Y tras tres derrotas seguidas en el Heliodoro, el Tenerife ya ha entrado en un bucle peligroso. Y se acepta como solución mágica para salir de la crisis “ganar un partido en casa”. Y es posible que sí, que “en cuanto ganemos un partido en casa, todo cambiará”. Vale, de acuerdo... pero convendría recordar que, para ganar, primero hay que jugar. Y hacer méritos para lograr la victoria. Porque si estamos esperando a que el triunfo caiga del cielo para que cambie la racha (algo que en un mundo tan caprichoso como el del fútbol puede pasar), mal vamos.

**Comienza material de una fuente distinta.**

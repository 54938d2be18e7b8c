//! First-order terms.

use std::fmt;

/// Identifier type for terms, serving as an index into [`crate::formula::Arena::terms`].
///
/// Opaque outside this crate, like [`crate::formula::FormulaId`].
pub type TermId = usize;

/// A first-order term.
///
/// Only [`Term::Constant`] and [`Term::Variable`] are required by a minimal first-order surface;
/// [`Term::Function`] is an extension, included here because `Term` already needs to recurse
/// structurally for [`crate::formula::FormulaNode::Predicate`] argument lists, so there is no
/// implementation cost saved by omitting it.
///
/// Equality is structural: two terms compare equal iff they are the same variant with equal
/// contents (recursively, for [`Term::Function`]).
#[derive(Debug, PartialEq, Eq, Hash, Clone)]
pub(crate) enum Term {
    /// A constant (an individual of the domain), identified by name.
    Constant(String),

    /// A variable bound by a restricted quantifier, identified by name.
    Variable(String),

    /// A function term applied to argument terms.
    Function(String, Vec<TermId>),
}

impl fmt::Display for Term {
    fn fmt(&self, f: &mut fmt::Formatter) -> fmt::Result {
        match self {
            Term::Constant(name) | Term::Variable(name) => write!(f, "{name}"),
            Term::Function(name, _) => write!(f, "{name}(..)"),
        }
    }
}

Este es el problema añadido de la actual crisis del Tenerife, que no tiene un responsable al que culpar de todos los males. No hay un Serrano (o un Cervera, un Concepción, un Oltra o un Coniglio) al que pedir que se vaya para poder dormir tranquilos y soñar con el paraíso. El tiempo nos demostraría que aquellas crisis con un culpable aceptado mayoritariamente tampoco tenían una solución sencilla, pero al menos nos permitían vivir la fantasía de tener la respuesta en la mano. Y podíamos dormir tranquilos y soñar con el paraíso.